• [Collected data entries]
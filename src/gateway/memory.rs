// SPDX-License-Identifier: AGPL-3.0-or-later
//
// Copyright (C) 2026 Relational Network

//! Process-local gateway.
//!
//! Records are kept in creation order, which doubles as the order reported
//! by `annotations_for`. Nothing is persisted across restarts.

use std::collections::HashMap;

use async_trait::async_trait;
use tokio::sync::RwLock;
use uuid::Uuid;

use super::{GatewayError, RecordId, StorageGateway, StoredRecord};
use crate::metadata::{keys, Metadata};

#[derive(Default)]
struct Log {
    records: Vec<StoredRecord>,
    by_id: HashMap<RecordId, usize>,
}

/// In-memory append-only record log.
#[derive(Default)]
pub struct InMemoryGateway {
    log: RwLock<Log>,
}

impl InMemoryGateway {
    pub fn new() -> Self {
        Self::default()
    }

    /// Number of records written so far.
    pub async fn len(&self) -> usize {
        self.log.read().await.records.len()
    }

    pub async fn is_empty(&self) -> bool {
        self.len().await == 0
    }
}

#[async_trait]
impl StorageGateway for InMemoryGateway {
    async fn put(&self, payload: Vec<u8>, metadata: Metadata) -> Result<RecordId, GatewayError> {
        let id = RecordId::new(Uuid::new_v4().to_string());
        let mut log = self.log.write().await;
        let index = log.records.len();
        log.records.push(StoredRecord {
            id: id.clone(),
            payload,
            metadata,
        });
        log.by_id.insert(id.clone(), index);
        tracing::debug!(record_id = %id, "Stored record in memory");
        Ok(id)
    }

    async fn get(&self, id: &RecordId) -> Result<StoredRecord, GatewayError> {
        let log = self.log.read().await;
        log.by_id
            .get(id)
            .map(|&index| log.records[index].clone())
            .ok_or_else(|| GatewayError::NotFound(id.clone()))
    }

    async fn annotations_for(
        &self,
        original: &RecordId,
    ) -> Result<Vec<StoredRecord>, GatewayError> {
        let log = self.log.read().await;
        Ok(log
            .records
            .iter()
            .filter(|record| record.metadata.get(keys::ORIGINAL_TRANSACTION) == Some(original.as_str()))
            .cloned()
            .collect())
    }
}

• [Exercise objective] Consider the entries above and return each line with the string "struct".

• [Result of this task]
struct Log {
pub struct InMemoryGateway {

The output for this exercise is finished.